A survey of 3,230 IT professionals in 26 countries, including in New Zealand and Australia by IT security firm Kapersky found that median cybersecurity budgets in 2022 were US$3.75 for enterprises (of US$12.5 million overall IT budget) and US$150,000 of a US$375,000 overall IT budget for small and medium-sized businesses.
“The biggest headache for IT managers is how to protect their organization in 2023 and beyond, as they focus on securing business processes from cyber intrusion, requiring increased security budgets over the next three years, by up to 14 %,” Kapersky notes.
But the projected increase is even higher, 17%, based on the 711 responses from companies in the Asia Pacific region.
However, That concern doesn’t appear to be motivating business leaders to become more proactive on cybersecurity at board level. The most recent New Zealand Institute of Directors Directors Sentiment Survey published in November, found that 54% of directors, down from 60% in 2021, report that their board regularly discusses cyber risks and are confident their organisation has the capacity to respond to a cyber attack.

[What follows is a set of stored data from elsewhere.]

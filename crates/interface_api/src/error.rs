//! API error handling
//!
//! Every error body has the same envelope as a successful response:
//! `{"success": false, "message": ..., "errors"?: {field: [messages]}}`.

use axum::{
    extract::rejection::JsonRejection,
    http::StatusCode,
    response::{IntoResponse, Response},
    Json,
};
use serde::Serialize;
use thiserror::Error;
use tracing::warn;

use domain_lead::{FieldErrors, LeadError};

/// Message returned when a submission cannot be stored
pub const SUBMIT_FAILED_MESSAGE: &str = "Something went wrong while processing your request";

/// API error types
#[derive(Debug, Error)]
pub enum ApiError {
    #[error("Validation failed")]
    Validation(FieldErrors),

    #[error("{0}")]
    BadRequest(String),

    #[error("{0}")]
    BadGateway(String),

    #[error("{0}")]
    Internal(String),
}

/// Error response body
#[derive(Debug, Serialize)]
pub struct ErrorResponse {
    pub success: bool,
    pub message: String,
    #[serde(skip_serializing_if = "Option::is_none")]
    pub errors: Option<FieldErrors>,
}

impl IntoResponse for ApiError {
    fn into_response(self) -> Response {
        let status = match &self {
            ApiError::Validation(_) | ApiError::BadRequest(_) => StatusCode::BAD_REQUEST,
            ApiError::BadGateway(_) => StatusCode::BAD_GATEWAY,
            ApiError::Internal(_) => StatusCode::INTERNAL_SERVER_ERROR,
        };

        let message = self.to_string();
        let errors = match self {
            ApiError::Validation(errors) => Some(errors),
            _ => None,
        };

        let body = ErrorResponse {
            success: false,
            message,
            errors,
        };

        (status, Json(body)).into_response()
    }
}

impl From<LeadError> for ApiError {
    fn from(err: LeadError) -> Self {
        match err {
            LeadError::Validation(errors) => ApiError::Validation(errors),
            LeadError::Storage(_) => ApiError::Internal(SUBMIT_FAILED_MESSAGE.to_string()),
        }
    }
}

impl From<JsonRejection> for ApiError {
    fn from(rejection: JsonRejection) -> Self {
        warn!(error = %rejection.body_text(), "Rejected request body");
        ApiError::BadRequest(format!("Invalid request body: {}", rejection.body_text()))
    }
}
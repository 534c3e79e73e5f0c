//! # buddy-channels
//!
//! Messaging platform integrations for Buddy.

pub mod telegram;
//! Slash commands: `/help`, `/getinfo`, `/gpt`.

use super::Gateway;
use buddy_core::{
    completion::{ChatMessage, ChatOptions, ChatRequest, ReasoningEffort, Verbosity},
    error::BuddyError,
    message::{IncomingMessage, OutgoingMessage, User},
};
use tracing::{info, warn};

const UNKNOWN_COMMAND: &str =
    "Sorry, I don't recognize that command. Type /help to see available commands.";

/// Usage text listing the commands and how to address the bot.
pub(super) fn help_text(handle: &str) -> String {
    format!(
        "Available commands:\n\
         /help - List available commands\n\
         /getinfo - Get your account information\n\
         /gpt - Forward message to gpt\n\
         Tag me {handle} if you want to chat with me\n\
         Если использовать \"загугли\", \"поищи\" или ссылку в сообщении, \
         то будет веб поиск(очень долго думает секунд 30-60)"
    )
}

/// The sender's profile as shown by `/getinfo`.
pub(super) fn account_info(user: &User) -> String {
    let mut info = format!(
        "Your Account Information:\nFirst Name: {}\n",
        user.first_name
    );
    if let Some(last) = user.last_name.as_deref().filter(|s| !s.is_empty()) {
        info.push_str(&format!("Last Name: {last}\n"));
    }
    if let Some(un) = user.username.as_deref().filter(|s| !s.is_empty()) {
        info.push_str(&format!("Username: @{un}\n"));
    }
    info.push_str(&format!("User ID: {}", user.id));
    info
}

impl Gateway {
    /// Dispatch a command. Only `/gpt` replies are stored.
    pub(super) async fn handle_command(&self, msg: &IncomingMessage, command: &str, args: &str) {
        info!("command /{command} in chat {}", msg.chat.id);
        let chat_id = msg.chat.id;
        match command {
            "help" => {
                self.send_notice(chat_id, None, help_text(&self.bot.handle()))
                    .await
            }
            "getinfo" => match msg.from.as_ref() {
                Some(user) => self.send_notice(chat_id, None, account_info(user)).await,
                None => warn!("/getinfo without a sender in chat {chat_id}"),
            },
            "gpt" => self.handle_gpt_command(msg, args).await,
            _ => {
                self.send_notice(chat_id, None, UNKNOWN_COMMAND.to_string())
                    .await
            }
        }
    }

    /// One-shot completion outside the conversation context.
    async fn handle_gpt_command(&self, msg: &IncomingMessage, args: &str) {
        let chat_id = msg.chat.id;
        if args.is_empty() {
            self.send_notice(chat_id, None, "Please provide a message for GPT.".into())
                .await;
            return;
        }
        self.save_incoming(msg, args).await;

        let request = ChatRequest::new(
            self.openai.gpt_command_model(),
            vec![
                ChatMessage::system("You are a helpful assistant."),
                ChatMessage::user(args),
            ],
        )
        .with_options(ChatOptions::with_effort(
            ReasoningEffort::High,
            Verbosity::Medium,
        ));

        match self.complete_text(&request).await {
            Ok(answer) => {
                self.send_reply(
                    OutgoingMessage::rich_reply(chat_id, answer, msg.message_id),
                    true,
                )
                .await;
            }
            Err(e) => {
                warn!("/gpt completion failed: {e}");
                self.send_notice(
                    chat_id,
                    Some(msg.message_id),
                    format!("Error getting chat completion: {e}"),
                )
                .await;
            }
        }
    }

    /// Text of the first choice; an empty choice list is an error.
    pub(super) async fn complete_text(&self, request: &ChatRequest) -> Result<String, BuddyError> {
        let response = self.provider.complete(request).await?;
        info!(
            "completion via {} | model: {} | tokens: {}",
            self.provider.name(),
            response.model.as_deref().unwrap_or(&request.model),
            response.usage.total_tokens
        );
        response
            .first_text()
            .ok_or_else(|| BuddyError::Provider("no choices in response".into()))
    }
}

#[cfg(test)]
mod tests {
    use super::*;

    #[test]
    fn test_help_mentions_handle() {
        let text = help_text("@buddy_bot");
        assert!(text.starts_with("Available commands:\n/help"));
        assert!(text.contains("Tag me @buddy_bot if you want to chat with me"));
    }

    #[test]
    fn test_account_info_full() {
        let user = User {
            id: 42,
            first_name: "Thomas".into(),
            last_name: Some("Anderson".into()),
            username: Some("neo".into()),
            is_bot: false,
        };
        assert_eq!(
            account_info(&user),
            "Your Account Information:\nFirst Name: Thomas\nLast Name: Anderson\nUsername: @neo\nUser ID: 42"
        );
    }

    #[test]
    fn test_account_info_minimal() {
        let user = User {
            id: 7,
            first_name: "Ann".into(),
            last_name: None,
            username: Some(String::new()),
            is_bot: false,
        };
        assert_eq!(
            account_info(&user),
            "Your Account Information:\nFirst Name: Ann\nUser ID: 7"
        );
    }
}
use crate::{
    completion::{ChatRequest, ChatResponse},
    error::BuddyError,
    message::{
        BotIdentity, ChatMember, DownloadedFile, IncomingMessage, OutgoingMessage, SentMessage,
    },
};
use async_trait::async_trait;

/// Chat-completion backend.
///
/// Stateless request/response: every call carries its full message list.
#[async_trait]
pub trait Provider: Send + Sync {
    /// Human-readable provider name.
    fn name(&self) -> &str;

    /// Run one completion call.
    async fn complete(&self, request: &ChatRequest) -> Result<ChatResponse, BuddyError>;

    /// Check if the provider is reachable and configured.
    async fn is_available(&self) -> bool;
}

/// Messaging transport.
///
/// Receives updates, sends replies, and exposes the file and member
/// lookups the pipeline needs.
#[async_trait]
pub trait Channel: Send + Sync {
    /// Human-readable channel name.
    fn name(&self) -> &str;

    /// The bot's own account.
    async fn me(&self) -> Result<BotIdentity, BuddyError>;

    /// Start receiving updates.
    ///
    /// The returned receiver is bounded; a slow consumer blocks the
    /// producer instead of dropping updates.
    async fn start(&self) -> Result<tokio::sync::mpsc::Receiver<IncomingMessage>, BuddyError>;

    /// Send a message.
    ///
    /// Returns [`BuddyError::SendRejected`] when the transport cannot parse
    /// the rich markup, so the caller can retry in plain mode.
    async fn send(&self, message: OutgoingMessage) -> Result<SentMessage, BuddyError>;

    /// Download a stored file, refusing anything larger than `max_bytes`.
    async fn download_file(
        &self,
        file_id: &str,
        max_bytes: usize,
    ) -> Result<DownloadedFile, BuddyError>;

    /// Look up a chat member's profile.
    async fn chat_member(&self, chat_id: i64, user_id: i64) -> Result<ChatMember, BuddyError>;

    /// Remove the bot from a chat.
    async fn leave_chat(&self, chat_id: i64) -> Result<(), BuddyError>;

    /// Graceful shutdown.
    async fn stop(&self) -> Result<(), BuddyError>;
}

The big issues facing IT managers and which are fueling increased cybersecurity spending, include: the complexity of the IT infrastructure (52% for SMB for SMB and 57% for enterprise), and a need to improve the level of specialist security expertise (44% for SMB and 46% for enterprise).
“New potential risks occurring due to increased geopolitical or economic uncertainty were highlighted as reasons for investment increases for 36 percent in SMBs and 39 percent in enterprise organizations,” Kapersky reported.
While “malware infections and phishing attacks” remain the top cyber threats, according to Kapersky’s survey, “the new data leaks were from within the organization – mainly caused by employees – are an additional headache for IT security teams transitioning certain functions to outsourced Services”.
The cost of cybersecurity incidents
Overall, 55% of corporations surveyed faced IT security policy violations from their own employees. That should put business leaders on notice that threats in the cyber realm are as likely to be down to lax compliance policies and security procedures in their organisation, as the prospect of sophisticated hackers trying to infiltrate their networks.
So-called “fileless attacks” of company-owned devices was one of the biggest IT challenges in 2022, according to Kapersky, with 56% of SMBs and 51% of enterprises reporting intrusions. Fileless attacks take advantage of the vulnerabilities present in installed software to facilitate an attack.
The Asia Pacific region came out on top when it comes to the importance placed on transparency around data management policies, with 98% of respondents saying they are “a major consideration when considering a supplier or contractor.
Companies of every size are facing skills shortages in IT security but in 2022 nearly half of the respondents brought on new staff and 62% of enterprises outsourced IT security management, partly for efficiency, but also to combat skills shortages.